• _Work instructions_: Look through the entries below and report every line that has "schemas".

• _The records_:
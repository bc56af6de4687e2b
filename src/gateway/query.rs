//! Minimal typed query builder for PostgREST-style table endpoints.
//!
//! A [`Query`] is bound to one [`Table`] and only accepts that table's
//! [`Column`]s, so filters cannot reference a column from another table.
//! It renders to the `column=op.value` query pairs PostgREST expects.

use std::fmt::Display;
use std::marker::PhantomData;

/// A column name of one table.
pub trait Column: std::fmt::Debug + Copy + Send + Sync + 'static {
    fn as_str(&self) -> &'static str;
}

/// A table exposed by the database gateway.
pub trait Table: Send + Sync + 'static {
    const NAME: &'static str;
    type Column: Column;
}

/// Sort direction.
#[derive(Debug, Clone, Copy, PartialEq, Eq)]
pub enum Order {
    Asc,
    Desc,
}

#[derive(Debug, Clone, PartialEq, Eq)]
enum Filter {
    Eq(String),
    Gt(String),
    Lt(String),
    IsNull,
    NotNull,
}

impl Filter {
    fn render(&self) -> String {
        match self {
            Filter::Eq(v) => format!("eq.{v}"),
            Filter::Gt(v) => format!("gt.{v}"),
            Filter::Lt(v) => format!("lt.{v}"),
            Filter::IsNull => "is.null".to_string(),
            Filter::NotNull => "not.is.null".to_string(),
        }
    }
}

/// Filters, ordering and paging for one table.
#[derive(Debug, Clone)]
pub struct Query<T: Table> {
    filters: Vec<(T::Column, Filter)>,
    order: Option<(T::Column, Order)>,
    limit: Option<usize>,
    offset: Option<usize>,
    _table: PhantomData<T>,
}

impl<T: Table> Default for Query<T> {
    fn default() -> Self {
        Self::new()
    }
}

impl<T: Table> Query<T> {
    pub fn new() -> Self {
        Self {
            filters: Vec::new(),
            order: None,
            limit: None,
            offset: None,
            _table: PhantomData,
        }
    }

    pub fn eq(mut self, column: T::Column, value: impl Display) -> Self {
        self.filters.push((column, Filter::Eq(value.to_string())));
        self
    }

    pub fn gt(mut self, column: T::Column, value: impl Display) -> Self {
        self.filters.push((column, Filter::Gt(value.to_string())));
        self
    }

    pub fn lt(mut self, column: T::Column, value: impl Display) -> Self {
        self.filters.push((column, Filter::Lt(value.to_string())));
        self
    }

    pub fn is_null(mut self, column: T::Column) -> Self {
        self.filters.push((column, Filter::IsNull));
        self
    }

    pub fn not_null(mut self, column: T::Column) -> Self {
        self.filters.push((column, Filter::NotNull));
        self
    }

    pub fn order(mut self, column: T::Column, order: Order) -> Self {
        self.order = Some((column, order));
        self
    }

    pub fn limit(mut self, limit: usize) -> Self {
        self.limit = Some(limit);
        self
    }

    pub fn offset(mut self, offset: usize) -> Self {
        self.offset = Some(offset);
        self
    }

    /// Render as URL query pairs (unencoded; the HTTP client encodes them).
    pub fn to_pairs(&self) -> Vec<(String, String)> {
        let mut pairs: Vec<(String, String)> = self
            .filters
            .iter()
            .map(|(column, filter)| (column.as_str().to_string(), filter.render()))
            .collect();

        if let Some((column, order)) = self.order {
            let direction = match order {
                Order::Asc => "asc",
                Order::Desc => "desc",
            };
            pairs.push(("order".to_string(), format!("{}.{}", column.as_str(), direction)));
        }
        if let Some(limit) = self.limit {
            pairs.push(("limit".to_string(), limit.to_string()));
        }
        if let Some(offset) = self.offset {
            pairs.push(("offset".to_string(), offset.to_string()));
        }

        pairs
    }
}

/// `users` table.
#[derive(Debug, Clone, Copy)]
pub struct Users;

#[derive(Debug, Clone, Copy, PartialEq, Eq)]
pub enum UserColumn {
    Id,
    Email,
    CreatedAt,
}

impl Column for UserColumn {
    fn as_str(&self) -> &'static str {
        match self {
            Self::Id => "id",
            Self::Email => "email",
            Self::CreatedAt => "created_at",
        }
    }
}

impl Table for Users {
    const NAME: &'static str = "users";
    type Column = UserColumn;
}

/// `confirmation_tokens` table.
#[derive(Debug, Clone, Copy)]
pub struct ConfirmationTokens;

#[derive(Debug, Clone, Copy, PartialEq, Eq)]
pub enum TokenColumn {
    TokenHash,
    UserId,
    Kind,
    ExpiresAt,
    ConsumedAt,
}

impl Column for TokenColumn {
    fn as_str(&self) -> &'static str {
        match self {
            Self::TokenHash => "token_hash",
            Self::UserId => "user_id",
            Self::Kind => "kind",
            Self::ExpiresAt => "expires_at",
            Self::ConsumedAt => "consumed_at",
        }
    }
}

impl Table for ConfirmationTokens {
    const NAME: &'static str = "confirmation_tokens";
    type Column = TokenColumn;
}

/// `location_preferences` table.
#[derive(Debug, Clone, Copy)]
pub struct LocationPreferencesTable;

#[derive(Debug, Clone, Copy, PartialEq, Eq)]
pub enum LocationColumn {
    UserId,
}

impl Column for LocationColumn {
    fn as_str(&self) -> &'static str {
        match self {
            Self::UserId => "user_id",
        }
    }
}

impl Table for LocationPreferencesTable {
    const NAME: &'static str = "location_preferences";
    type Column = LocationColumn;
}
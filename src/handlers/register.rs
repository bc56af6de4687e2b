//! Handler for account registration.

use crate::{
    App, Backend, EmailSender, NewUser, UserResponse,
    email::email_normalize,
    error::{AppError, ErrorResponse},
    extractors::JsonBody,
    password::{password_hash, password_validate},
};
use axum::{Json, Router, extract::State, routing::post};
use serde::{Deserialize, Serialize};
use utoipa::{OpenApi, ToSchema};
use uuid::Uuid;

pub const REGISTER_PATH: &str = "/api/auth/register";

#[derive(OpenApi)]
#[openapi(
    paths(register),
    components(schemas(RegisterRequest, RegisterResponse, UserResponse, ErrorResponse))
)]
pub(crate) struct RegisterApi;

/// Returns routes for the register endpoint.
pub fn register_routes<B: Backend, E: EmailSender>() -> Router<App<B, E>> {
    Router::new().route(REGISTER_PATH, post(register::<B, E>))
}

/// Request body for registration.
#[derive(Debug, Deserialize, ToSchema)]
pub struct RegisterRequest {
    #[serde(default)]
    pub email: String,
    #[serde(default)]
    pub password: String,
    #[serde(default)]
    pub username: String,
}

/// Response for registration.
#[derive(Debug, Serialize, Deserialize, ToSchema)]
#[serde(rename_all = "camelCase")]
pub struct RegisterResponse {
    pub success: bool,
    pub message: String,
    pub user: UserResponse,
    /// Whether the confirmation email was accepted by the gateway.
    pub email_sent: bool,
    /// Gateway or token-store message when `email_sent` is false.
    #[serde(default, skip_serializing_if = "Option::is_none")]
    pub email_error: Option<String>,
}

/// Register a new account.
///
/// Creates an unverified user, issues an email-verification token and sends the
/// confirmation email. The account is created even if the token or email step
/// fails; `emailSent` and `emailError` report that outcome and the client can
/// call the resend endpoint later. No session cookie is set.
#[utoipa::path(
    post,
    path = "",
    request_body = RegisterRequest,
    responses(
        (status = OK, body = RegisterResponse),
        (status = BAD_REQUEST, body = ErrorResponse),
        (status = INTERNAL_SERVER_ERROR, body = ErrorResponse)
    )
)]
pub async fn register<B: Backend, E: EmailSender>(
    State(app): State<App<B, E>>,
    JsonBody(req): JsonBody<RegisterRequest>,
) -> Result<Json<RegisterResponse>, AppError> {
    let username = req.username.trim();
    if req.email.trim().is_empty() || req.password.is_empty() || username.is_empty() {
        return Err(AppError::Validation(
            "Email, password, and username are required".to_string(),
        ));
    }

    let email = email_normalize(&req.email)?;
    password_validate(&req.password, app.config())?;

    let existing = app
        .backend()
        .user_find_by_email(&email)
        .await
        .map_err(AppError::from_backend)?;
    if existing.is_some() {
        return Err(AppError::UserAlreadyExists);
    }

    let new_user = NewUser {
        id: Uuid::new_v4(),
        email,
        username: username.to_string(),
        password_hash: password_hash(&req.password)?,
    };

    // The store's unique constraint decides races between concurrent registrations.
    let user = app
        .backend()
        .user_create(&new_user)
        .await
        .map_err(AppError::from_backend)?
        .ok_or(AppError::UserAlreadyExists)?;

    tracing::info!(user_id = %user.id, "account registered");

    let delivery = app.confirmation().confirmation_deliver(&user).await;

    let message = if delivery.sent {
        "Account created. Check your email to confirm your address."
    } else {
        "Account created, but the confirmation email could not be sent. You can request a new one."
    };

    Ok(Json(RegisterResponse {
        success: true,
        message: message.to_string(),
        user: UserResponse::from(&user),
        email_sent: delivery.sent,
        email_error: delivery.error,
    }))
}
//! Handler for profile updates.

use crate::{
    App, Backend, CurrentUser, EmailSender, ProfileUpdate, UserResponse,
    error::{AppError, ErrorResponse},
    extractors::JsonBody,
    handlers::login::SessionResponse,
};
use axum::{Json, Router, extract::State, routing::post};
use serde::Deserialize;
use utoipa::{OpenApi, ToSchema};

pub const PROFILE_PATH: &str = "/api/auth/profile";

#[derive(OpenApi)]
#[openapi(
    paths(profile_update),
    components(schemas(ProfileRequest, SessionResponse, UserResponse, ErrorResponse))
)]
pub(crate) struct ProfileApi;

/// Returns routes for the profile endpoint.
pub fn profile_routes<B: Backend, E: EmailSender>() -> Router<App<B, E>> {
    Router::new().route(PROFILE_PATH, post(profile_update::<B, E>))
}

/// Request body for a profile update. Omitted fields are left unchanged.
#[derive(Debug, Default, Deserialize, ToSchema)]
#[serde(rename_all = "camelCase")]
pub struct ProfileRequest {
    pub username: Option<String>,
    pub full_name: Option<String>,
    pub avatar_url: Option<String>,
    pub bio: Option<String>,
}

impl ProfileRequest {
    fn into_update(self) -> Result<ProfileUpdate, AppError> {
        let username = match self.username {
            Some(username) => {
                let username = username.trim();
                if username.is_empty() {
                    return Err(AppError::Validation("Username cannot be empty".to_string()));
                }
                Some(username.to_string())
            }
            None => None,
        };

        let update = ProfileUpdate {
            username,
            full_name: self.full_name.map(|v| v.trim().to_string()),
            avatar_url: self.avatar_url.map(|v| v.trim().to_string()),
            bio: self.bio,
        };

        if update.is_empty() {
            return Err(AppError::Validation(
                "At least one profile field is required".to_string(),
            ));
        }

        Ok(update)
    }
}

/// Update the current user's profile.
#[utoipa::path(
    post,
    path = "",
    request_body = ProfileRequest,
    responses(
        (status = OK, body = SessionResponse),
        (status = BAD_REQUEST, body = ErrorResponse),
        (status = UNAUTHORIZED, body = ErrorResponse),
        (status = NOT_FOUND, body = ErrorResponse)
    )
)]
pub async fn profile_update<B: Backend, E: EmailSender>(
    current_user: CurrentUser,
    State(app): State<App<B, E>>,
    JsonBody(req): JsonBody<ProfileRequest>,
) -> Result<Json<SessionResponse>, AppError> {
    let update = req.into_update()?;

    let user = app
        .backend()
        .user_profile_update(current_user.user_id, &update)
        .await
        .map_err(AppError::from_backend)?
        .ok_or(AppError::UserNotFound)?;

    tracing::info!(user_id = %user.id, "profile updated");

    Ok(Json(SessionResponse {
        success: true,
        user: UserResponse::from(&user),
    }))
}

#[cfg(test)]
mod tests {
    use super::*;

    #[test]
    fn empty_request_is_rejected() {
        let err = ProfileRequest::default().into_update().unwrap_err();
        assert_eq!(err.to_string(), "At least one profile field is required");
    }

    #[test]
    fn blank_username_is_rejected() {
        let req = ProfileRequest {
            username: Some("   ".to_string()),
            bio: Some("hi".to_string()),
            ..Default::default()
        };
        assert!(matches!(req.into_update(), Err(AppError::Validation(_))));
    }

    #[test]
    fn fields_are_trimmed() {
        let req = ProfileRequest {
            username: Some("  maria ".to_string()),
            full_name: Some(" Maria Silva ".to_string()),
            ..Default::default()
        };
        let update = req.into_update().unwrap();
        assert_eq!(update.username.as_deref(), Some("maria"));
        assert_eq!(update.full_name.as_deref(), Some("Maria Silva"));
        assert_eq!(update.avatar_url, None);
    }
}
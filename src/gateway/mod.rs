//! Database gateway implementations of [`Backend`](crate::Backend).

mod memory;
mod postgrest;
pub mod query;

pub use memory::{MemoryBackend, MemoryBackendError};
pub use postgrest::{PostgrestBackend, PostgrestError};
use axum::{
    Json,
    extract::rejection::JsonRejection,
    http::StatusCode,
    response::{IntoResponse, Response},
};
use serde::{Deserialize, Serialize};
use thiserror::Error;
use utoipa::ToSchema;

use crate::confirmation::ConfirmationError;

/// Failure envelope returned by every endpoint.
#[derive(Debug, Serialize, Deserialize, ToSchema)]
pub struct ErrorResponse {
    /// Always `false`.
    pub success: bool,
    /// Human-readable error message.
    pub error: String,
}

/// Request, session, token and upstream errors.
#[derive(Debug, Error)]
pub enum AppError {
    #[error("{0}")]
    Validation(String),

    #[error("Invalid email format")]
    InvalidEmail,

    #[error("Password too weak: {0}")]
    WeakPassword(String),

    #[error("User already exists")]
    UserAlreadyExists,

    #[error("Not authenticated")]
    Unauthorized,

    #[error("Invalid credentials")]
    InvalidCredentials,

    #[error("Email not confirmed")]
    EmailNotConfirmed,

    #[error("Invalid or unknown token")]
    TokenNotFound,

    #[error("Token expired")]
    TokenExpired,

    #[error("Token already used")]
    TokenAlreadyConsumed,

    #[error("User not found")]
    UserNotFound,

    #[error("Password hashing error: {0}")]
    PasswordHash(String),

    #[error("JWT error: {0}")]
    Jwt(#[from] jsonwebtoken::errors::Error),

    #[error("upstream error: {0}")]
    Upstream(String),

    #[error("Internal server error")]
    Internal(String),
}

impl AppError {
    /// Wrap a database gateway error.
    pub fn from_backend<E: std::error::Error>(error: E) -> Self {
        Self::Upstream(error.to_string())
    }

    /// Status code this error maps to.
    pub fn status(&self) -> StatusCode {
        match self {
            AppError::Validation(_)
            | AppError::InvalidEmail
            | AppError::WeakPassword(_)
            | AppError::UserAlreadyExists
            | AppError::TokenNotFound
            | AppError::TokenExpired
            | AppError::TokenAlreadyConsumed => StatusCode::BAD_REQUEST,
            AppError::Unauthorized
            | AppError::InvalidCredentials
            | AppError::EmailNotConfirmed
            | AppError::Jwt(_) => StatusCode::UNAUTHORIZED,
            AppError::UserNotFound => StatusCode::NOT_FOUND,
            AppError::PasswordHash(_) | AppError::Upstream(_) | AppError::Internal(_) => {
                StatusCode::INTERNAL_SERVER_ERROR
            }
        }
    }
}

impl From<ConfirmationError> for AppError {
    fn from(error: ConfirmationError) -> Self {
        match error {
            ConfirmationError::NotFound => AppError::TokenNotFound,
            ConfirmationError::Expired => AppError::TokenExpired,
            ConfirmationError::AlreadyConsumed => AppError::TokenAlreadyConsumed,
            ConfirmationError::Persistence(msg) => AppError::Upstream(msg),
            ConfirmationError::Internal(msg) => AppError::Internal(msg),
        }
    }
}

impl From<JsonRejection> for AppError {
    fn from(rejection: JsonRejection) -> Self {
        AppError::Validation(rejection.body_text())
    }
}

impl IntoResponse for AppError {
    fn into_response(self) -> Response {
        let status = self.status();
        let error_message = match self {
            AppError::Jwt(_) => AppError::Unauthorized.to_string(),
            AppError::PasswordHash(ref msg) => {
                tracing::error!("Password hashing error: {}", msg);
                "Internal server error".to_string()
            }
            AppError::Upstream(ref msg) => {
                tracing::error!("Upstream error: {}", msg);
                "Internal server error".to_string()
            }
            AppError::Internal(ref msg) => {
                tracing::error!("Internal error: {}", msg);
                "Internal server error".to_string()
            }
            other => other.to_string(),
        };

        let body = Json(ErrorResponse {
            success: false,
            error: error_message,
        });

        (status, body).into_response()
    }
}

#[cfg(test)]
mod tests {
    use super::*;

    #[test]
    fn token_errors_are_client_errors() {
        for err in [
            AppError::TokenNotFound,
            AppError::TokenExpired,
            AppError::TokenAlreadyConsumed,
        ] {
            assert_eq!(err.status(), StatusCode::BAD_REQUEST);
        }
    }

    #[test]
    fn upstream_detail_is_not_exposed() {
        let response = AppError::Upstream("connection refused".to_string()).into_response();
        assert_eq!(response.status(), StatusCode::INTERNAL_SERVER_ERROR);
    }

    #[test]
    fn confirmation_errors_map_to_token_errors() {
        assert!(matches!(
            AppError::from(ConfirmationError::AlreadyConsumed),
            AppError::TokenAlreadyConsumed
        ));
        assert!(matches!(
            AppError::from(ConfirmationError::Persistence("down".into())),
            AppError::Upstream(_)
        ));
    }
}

• _Response_:
    components(schemas(RegisterRequest, RegisterResponse, UserResponse, ErrorResponse))
    components(schemas(ProfileRequest, SessionResponse, UserResponse, ErrorResponse))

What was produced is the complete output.